Another big difference is that to jump up in a rotating ship would be very much different than in gravity. Once you jump up, the centrifugal force no longer applies to you at that moment.
You're still spinning. Unless a force acts against you to stop you, you will still "travel along" with the centrifuge normally and fall back down to the ground.
Even if a tennis ball, for example, were introduced into the centrifuge,
not spinning, the airflow would cause it to speed up and eventually fall to the "floor".
I've read that if it has 1.000 meters in radius, it would have to rotate once every 63 seconds, which means that the outer walls would rotate at a speed of 360 km/h.
I hope you mean a radius of 1 kilometer; a radius of 1 meter is far too small for anything useful.
You may want to try out
SpinCalc. It gives 0.94 RPM for a 1 kilometer radius centrifuge to produce 1 g.
Not only that you need a lot of fuel to introduce that rotation
I would actually like to see the math behind the propellant requirements for this. Low thrust but high efficiency thrusters (like ion drives or even arcjets) are probably the answer.
But those ships have to be very robust and asymmetries in the mass distribution have to be avoided.
I don't think they should be that sensitive to asymmetries in mass distribution, but such things should certainly be taken into account. Perhaps the pumping of water around the structure could facilitate balance; water is needed anyway for drinking, washing and perhaps radiation shielding.
Even if all this would work perfectly, you still would have to put it into space, i.e. lift all the thousands of tons up there and assemble the whole thing.
I think this is where a ring incurs a whole lot of mass for nothing. You can do the same (although you will have less area) with two modules spinning on a common axis. If bound by a tether, the centrifuge system suddenly becomes
very light. You can even use your propellant system as a counterweight, when you are not thrusting. This works well when the vehicle is a "tensionary" design; i.e. the engines pull the vehicle along behind them.
Obviously a large habitat for many hundreds or thousands of people is going to have a high mass.
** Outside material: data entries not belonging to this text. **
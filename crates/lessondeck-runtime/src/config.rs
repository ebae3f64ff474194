//! Configuration for the backend supervisor.

use std::path::PathBuf;
use std::time::Duration;

use lessondeck_core::Settings;

use crate::process::LaunchSpec;

/// Command-line flag telling the backend it runs under a supervisor.
pub const DEFAULT_MODE_FLAG: &str = "--managed";

/// Environment variable telling the backend it runs under a supervisor.
pub const DEFAULT_MODE_ENV: (&str, &str) = ("LESSONDECK_MANAGED", "1");

/// Configuration for [`BackendSupervisor`](crate::BackendSupervisor).
///
/// Use the builder methods to customize; the defaults match a desktop
/// deployment (30 startup checks one second apart, health checks every
/// 30 seconds, restart after two consecutive failures).
///
/// # Example
///
/// ```
/// use lessondeck_runtime::SupervisorConfig;
/// use std::time::Duration;
///
/// let config = SupervisorConfig::new("python3")
///     .with_args(["-m", "lessondeck_server"])
///     .with_port_range(8100, 8199)
///     .with_monitor_interval(Duration::from_secs(10));
/// ```
#[derive(Debug, Clone)]
pub struct SupervisorConfig {
    pub(crate) program: String,
    pub(crate) args: Vec<String>,
    pub(crate) envs: Vec<(String, String)>,
    pub(crate) working_dir: Option<PathBuf>,
    pub(crate) port_range: (u16, u16),
    pub(crate) mode_flag: Option<String>,
    pub(crate) mode_env: Option<(String, String)>,
    pub(crate) startup_attempts: u32,
    pub(crate) startup_interval: Duration,
    pub(crate) startup_check_timeout: Duration,
    pub(crate) shutdown_request_timeout: Duration,
    pub(crate) shutdown_grace: Duration,
    pub(crate) kill_grace: Duration,
    pub(crate) monitor_interval: Duration,
    pub(crate) monitor_timeout: Duration,
    pub(crate) failure_threshold: u32,
}

impl SupervisorConfig {
    /// Configuration launching `program` with default timings.
    pub fn new(program: impl Into<String>) -> Self {
        Self {
            program: program.into(),
            args: Vec::new(),
            envs: Vec::new(),
            working_dir: None,
            port_range: (
                lessondeck_core::DEFAULT_PORT_RANGE_START,
                lessondeck_core::DEFAULT_PORT_RANGE_END,
            ),
            mode_flag: Some(DEFAULT_MODE_FLAG.to_string()),
            mode_env: Some((DEFAULT_MODE_ENV.0.to_string(), DEFAULT_MODE_ENV.1.to_string())),
            startup_attempts: 30,
            startup_interval: Duration::from_secs(1),
            startup_check_timeout: Duration::from_secs(2),
            shutdown_request_timeout: Duration::from_secs(5),
            shutdown_grace: Duration::from_secs(5),
            kill_grace: Duration::from_secs(5),
            monitor_interval: Duration::from_secs(30),
            monitor_timeout: Duration::from_secs(5),
            failure_threshold: lessondeck_core::settings::DEFAULT_HEALTH_FAILURE_THRESHOLD,
        }
    }

    /// Build from application settings.
    ///
    /// Returns `None` when no backend program is configured.
    pub fn from_settings(settings: &Settings) -> Option<Self> {
        let program = settings.backend_program.clone()?;
        let (start, end) = settings.effective_port_range();
        let mut config = Self::new(program)
            .with_port_range(start, end)
            .with_failure_threshold(settings.effective_health_failure_threshold());
        if let Some(args) = &settings.backend_args {
            config = config.with_args(args.iter().cloned());
        }
        if let Some(dir) = &settings.backend_working_dir {
            config = config.with_working_dir(dir);
        }
        Some(config)
    }

    /// Replace the program arguments (the port and mode flag are appended).
    #[must_use]
    pub fn with_args<I, S>(mut self, args: I) -> Self
    where
        I: IntoIterator<Item = S>,
        S: Into<String>,
    {
        self.args = args.into_iter().map(Into::into).collect();
        self
    }

    /// Add an environment variable for the child (the parent environment
    /// is inherited).
    #[must_use]
    pub fn with_env(mut self, key: impl Into<String>, value: impl Into<String>) -> Self {
        self.envs.push((key.into(), value.into()));
        self
    }

    #[must_use]
    pub fn with_working_dir(mut self, dir: impl Into<PathBuf>) -> Self {
        self.working_dir = Some(dir.into());
        self
    }

    /// Inclusive port range searched on 127.0.0.1.
    #[must_use]
    pub const fn with_port_range(mut self, start: u16, end: u16) -> Self {
        self.port_range = (start, end);
        self
    }

    /// Override or disable (`None`) the managed-mode flag.
    #[must_use]
    pub fn with_mode_flag(mut self, flag: Option<String>) -> Self {
        self.mode_flag = flag;
        self
    }

    /// Override or disable (`None`) the managed-mode environment variable.
    #[must_use]
    pub fn with_mode_env(mut self, env: Option<(String, String)>) -> Self {
        self.mode_env = env;
        self
    }

    /// Number of startup health checks before giving up.
    #[must_use]
    pub const fn with_startup_attempts(mut self, attempts: u32) -> Self {
        self.startup_attempts = attempts;
        self
    }

    /// Spacing of startup health checks.
    #[must_use]
    pub const fn with_startup_interval(mut self, interval: Duration) -> Self {
        self.startup_interval = interval;
        self
    }

    /// Per-request timeout of startup health checks.
    #[must_use]
    pub const fn with_startup_check_timeout(mut self, timeout: Duration) -> Self {
        self.startup_check_timeout = timeout;
        self
    }

    /// Timeout of the `POST /api/shutdown` request.
    #[must_use]
    pub const fn with_shutdown_request_timeout(mut self, timeout: Duration) -> Self {
        self.shutdown_request_timeout = timeout;
        self
    }

    /// How long to wait for a voluntary exit after the shutdown request.
    #[must_use]
    pub const fn with_shutdown_grace(mut self, grace: Duration) -> Self {
        self.shutdown_grace = grace;
        self
    }

    /// How long to wait after SIGTERM before SIGKILL.
    #[must_use]
    pub const fn with_kill_grace(mut self, grace: Duration) -> Self {
        self.kill_grace = grace;
        self
    }

    /// Spacing of steady-state health checks.
    #[must_use]
    pub const fn with_monitor_interval(mut self, interval: Duration) -> Self {
        self.monitor_interval = interval;
        self
    }

    /// Per-request timeout of steady-state health checks.
    #[must_use]
    pub const fn with_monitor_timeout(mut self, timeout: Duration) -> Self {
        self.monitor_timeout = timeout;
        self
    }

    /// Consecutive failed health checks that trigger a restart.
    #[must_use]
    pub const fn with_failure_threshold(mut self, threshold: u32) -> Self {
        self.failure_threshold = if threshold == 0 { 1 } else { threshold };
        self
    }

    pub fn program(&self) -> &str {
        &self.program
    }

    pub const fn port_range(&self) -> (u16, u16) {
        self.port_range
    }

    pub const fn failure_threshold(&self) -> u32 {
        self.failure_threshold
    }

    /// Launch description for a process bound to `port`.
    pub fn launch_spec(&self, port: u16) -> LaunchSpec {
        let mut args = self.args.clone();
        args.push(format!("--port={port}"));
        if let Some(flag) = &self.mode_flag {
            args.push(flag.clone());
        }

        let mut envs = self.envs.clone();
        envs.push(("PORT".to_string(), port.to_string()));
        if let Some(env) = &self.mode_env {
            envs.push(env.clone());
        }

        LaunchSpec {
            program: self.program.clone(),
            args,
            envs,
            working_dir: self.working_dir.clone(),
            port,
        }
    }
}
#[derive(Default)]
struct SupervisorState {
    phase: BackendPhase,
    port: Option<u16>,
    pid: Option<u32>,
    process: Option<ProcessHandle>,
    /// Cancelled by `stop()` to abort a start that is not yet running.
    pending_launch: Option<CancellationToken>,
}

impl SupervisorState {
    const fn status(&self) -> BackendStatus {
        BackendStatus {
            phase: self.phase,
            running: matches!(self.phase, BackendPhase::Running),
            port: self.port,
            pid: self.pid,
        }
    }

    fn info(&self) -> BackendStateInfo {
        BackendStateInfo::new(self.phase, self.port, self.pid)
    }

    fn is_current(&self, generation: u64) -> bool {
        self.process
            .as_ref()
            .is_some_and(|p| p.generation == generation)
    }

    fn clear(&mut self) -> Option<ProcessHandle> {
        self.phase = BackendPhase::Stopped;
        self.port = None;
        self.pid = None;
        self.pending_launch = None;
        self.process.take()
    }
}

struct Inner {
    config: SupervisorConfig,
    launcher: Arc<dyn BackendLauncher>,
    http: Client,
    state: Mutex<SupervisorState>,
    /// Held across a whole launch or a whole stop.
    lifecycle: Mutex<()>,
    starting: AtomicBool,
    generation: AtomicU64,
    events: EventBroadcaster,
    output: LogBuffer,
}

/// Supervisor for the single local backend process.
///
/// Cheap to clone; clones share the same process. Dropping the last clone
/// terminates the process.
///
/// # Example
///
/// ```ignore
/// let supervisor = BackendSupervisor::new(SupervisorConfig::new("lessondeck-server"))?;
/// let port = supervisor.start().await?;
/// println!("Status: {:?}", supervisor.status().await);
/// supervisor.stop().await;
/// ```
#[derive(Clone)]
pub struct BackendSupervisor {
    inner: Arc<Inner>,
}

impl BackendSupervisor {
    /// Create a supervisor that spawns `config.program` as an OS process.
    pub fn new(config: SupervisorConfig) -> Result<Self, SupervisorError> {
        Self::with_launcher(config, Arc::new(CommandLauncher))
    }

    /// Create a supervisor with a custom launcher.
    pub fn with_launcher(
        config: SupervisorConfig,
        launcher: Arc<dyn BackendLauncher>,
    ) -> Result<Self, SupervisorError> {
        let http = local_client()
            .map_err(|e| SupervisorError::Internal(format!("Failed to build HTTP client: {e}")))?;
        Ok(Self {
            inner: Arc::new(Inner {
                config,
                launcher,
                http,
                state: Mutex::new(SupervisorState::default()),
                lifecycle: Mutex::new(()),
                starting: AtomicBool::new(false),
                generation: AtomicU64::new(0),
                events: EventBroadcaster::new(),
                output: LogBuffer::new(),
            }),
        })
    }

    /// Start the backend and return its port.
    ///
    /// Returns the current port if the backend is already running. Fails
    /// with [`SupervisorError::AlreadyStarting`] while another start is in
    /// flight, and waits for a stop in progress to finish before spawning.
    /// On any startup failure the process is torn down before the error is
    /// returned.
    pub async fn start(&self) -> Result<u16, SupervisorError> {
        if let Some(port) = self.live_port().await {
            debug!(port, "Backend already running");
            return Ok(port);
        }

        let Some(_guard) = StartingGuard::try_acquire(&self.inner.starting) else {
            return Err(SupervisorError::AlreadyStarting);
        };
        let _lifecycle = self.inner.lifecycle.lock().await;

        // A start may have completed between the check and the guard.
        if let Some(port) = self.live_port().await {
            return Ok(port);
        }

        match self.inner.launch().await {
            Ok(port) => Ok(port),
            Err(e) => {
                if matches!(e, SupervisorError::StartCancelled { .. }) {
                    info!("Backend start cancelled, tearing down");
                } else {
                    warn!(error = %e, "Backend failed to start, tearing down");
                }
                self.inner.stop_process().await;
                Err(e)
            }
        }
    }

    /// Stop the backend.
    ///
    /// `POST /api/shutdown`, then a grace period, then SIGTERM, then SIGKILL.
    /// Never fails; calling it with nothing running is a no-op. A start
    /// still waiting for health is cancelled and fails with
    /// [`SupervisorError::StartCancelled`].
    pub async fn stop(&self) {
        {
            let state = self.inner.state.lock().await;
            if let Some(pending) = &state.pending_launch {
                debug!("Cancelling pending backend start");
                pending.cancel();
            }
        }
        let _lifecycle = self.inner.lifecycle.lock().await;
        self.inner.stop_process().await;
    }

    /// Stop, then start.
    pub async fn restart(&self) -> Result<u16, SupervisorError> {
        info!("Restarting backend");
        self.stop().await;
        self.start().await
    }

    /// Current state. Never blocks on process I/O.
    pub async fn status(&self) -> BackendStatus {
        self.inner.state.lock().await.status()
    }

    /// Subscribe to lifecycle events.
    pub fn subscribe_events(&self) -> broadcast::Receiver<BackendEvent> {
        self.inner.events.subscribe()
    }

    /// Recent output of the current (or last) backend process.
    pub fn recent_output(&self, lines: usize) -> Vec<String> {
        self.inner.output.tail(lines)
    }

    pub fn config(&self) -> &SupervisorConfig {
        &self.inner.config
    }

    async fn live_port(&self) -> Option<u16> {
        let state = self.inner.state.lock().await;
        match (state.phase, &state.process) {
            (BackendPhase::Running, Some(_)) => state.port,
            _ => None,
        }
    }

    /// Restart requested by the health monitor of process `generation`.
    async fn restart_unhealthy(&self, generation: u64, reason: String) {
        let info = {
            let state = self.inner.state.lock().await;
            if !state.is_current(generation) || state.phase != BackendPhase::Running {
                debug!(generation, "Process already replaced, skipping restart");
                return;
            }
            state.info()
        };
        self.inner.events.broadcast(BackendEvent::Restarting {
            state: info,
            reason,
        });
        match self.restart().await {
            Ok(port) => info!(port, "Backend restarted after failed health checks"),
            Err(e) => error!(error = %e, "Backend restart failed"),
        }
    }
}
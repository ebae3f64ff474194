//! Job handlers: status, watch, cancel, retry.

use std::sync::Arc;

use lessondeck_client::ChannelListener;
use lessondeck_core::JobFailure;
use tracing::info;

use super::follow::{Finished, follow};
use crate::bootstrap::AppContext;
use crate::error::CliError;
use crate::presentation::format_job_status;

/// Print the current status of a job.
pub async fn status(ctx: &AppContext, job_id: &str) -> Result<(), CliError> {
    let status = ctx.api().get_job_status(job_id).await?;
    for line in format_job_status(job_id, &status) {
        println!("{line}");
    }
    Ok(())
}

/// Follow a job until it finishes.
pub async fn watch(ctx: &AppContext, job_id: &str) -> Result<(), CliError> {
    let finished = watch_job(ctx, job_id).await?;
    let presentation_id = presentation_id(ctx, job_id, &finished).await?;
    println!("Presentation ready: {presentation_id}");
    Ok(())
}

pub async fn cancel(ctx: &AppContext, job_id: &str) -> Result<(), CliError> {
    ctx.api().cancel_job(job_id).await?;
    println!("Cancellation requested for job {job_id}");
    Ok(())
}

/// Retry a failed job, optionally following the new attempt.
pub async fn retry(ctx: &AppContext, job_id: &str, follow_new: bool) -> Result<(), CliError> {
    let response = ctx.api().retry_job(job_id).await?;
    info!(job_id, new_job_id = %response.job_id, "job retried");
    println!("Retry queued as job {}", response.job_id);
    if follow_new {
        watch(ctx, &response.job_id).await?;
    }
    Ok(())
}

/// Subscribe to a job and render its progress until it ends.
pub(crate) async fn watch_job(ctx: &AppContext, job_id: &str) -> Result<Finished, CliError> {
    let progress = ctx.job_progress();
    let (listener, mut events) = ChannelListener::new();
    progress.subscribe(job_id, Arc::new(listener)).await;

    let result = follow(job_id, &mut events).await;
    progress.unsubscribe(job_id);
    result
}

/// The presentation a completed job produced.
///
/// Pushed completions usually carry it; otherwise the job status has it.
pub(crate) async fn presentation_id(
    ctx: &AppContext,
    job_id: &str,
    finished: &Finished,
) -> Result<String, CliError> {
    if let Some(id) = finished.presentation_id() {
        return Ok(id.to_string());
    }
    ctx.api()
        .get_job_status(job_id)
        .await?
        .presentation_id
        .ok_or_else(|| {
            JobFailure::failed(job_id, "job completed without reporting a presentation").into()
        })
}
But it does not have to be overly massive.
It is a dream pipe logistically and financially, isn't it?
Not
quite.
Living in zero g for a while is unimaginably less expensive than to build and operate a rotating ship.
Living in zero g for too long will
cause your muscoskeletal and cardiovascular systems to atrophy. Unless there is a way to mitigate this, sending your crewmembers on missions longer than a year (or several months, for missions where they will have to engage in strenuous activity at the destination) will not be advantageous for the success of a mission.
travel by the speed of light, which is impossible anyway,
The ability for faster than light travel
has been seriously researched.
If it is at all possible, you would have to avoid causality violations, and most proposed methods require large amounts of energy to work (as well as purely hypothetical "negative matter"). Nevertheless it is an unlikely possibility.
I know, some innovator made similar claims regarding our todays technologies. But the universe is neither a rail or road, nor the Atlantic Ocean

There is a
big difference, literally.
The difference is that today the "insignificant innovators" know enough about what we're dealing with to make serious studies of about how to explore and live in space. Even "far fetched" concepts such as fusion propulsion, or extremely large "space habitats" are based on technologies and scientific knowledge that we have
today.
Space may be bigger than an ocean, but our ships are just a tad faster.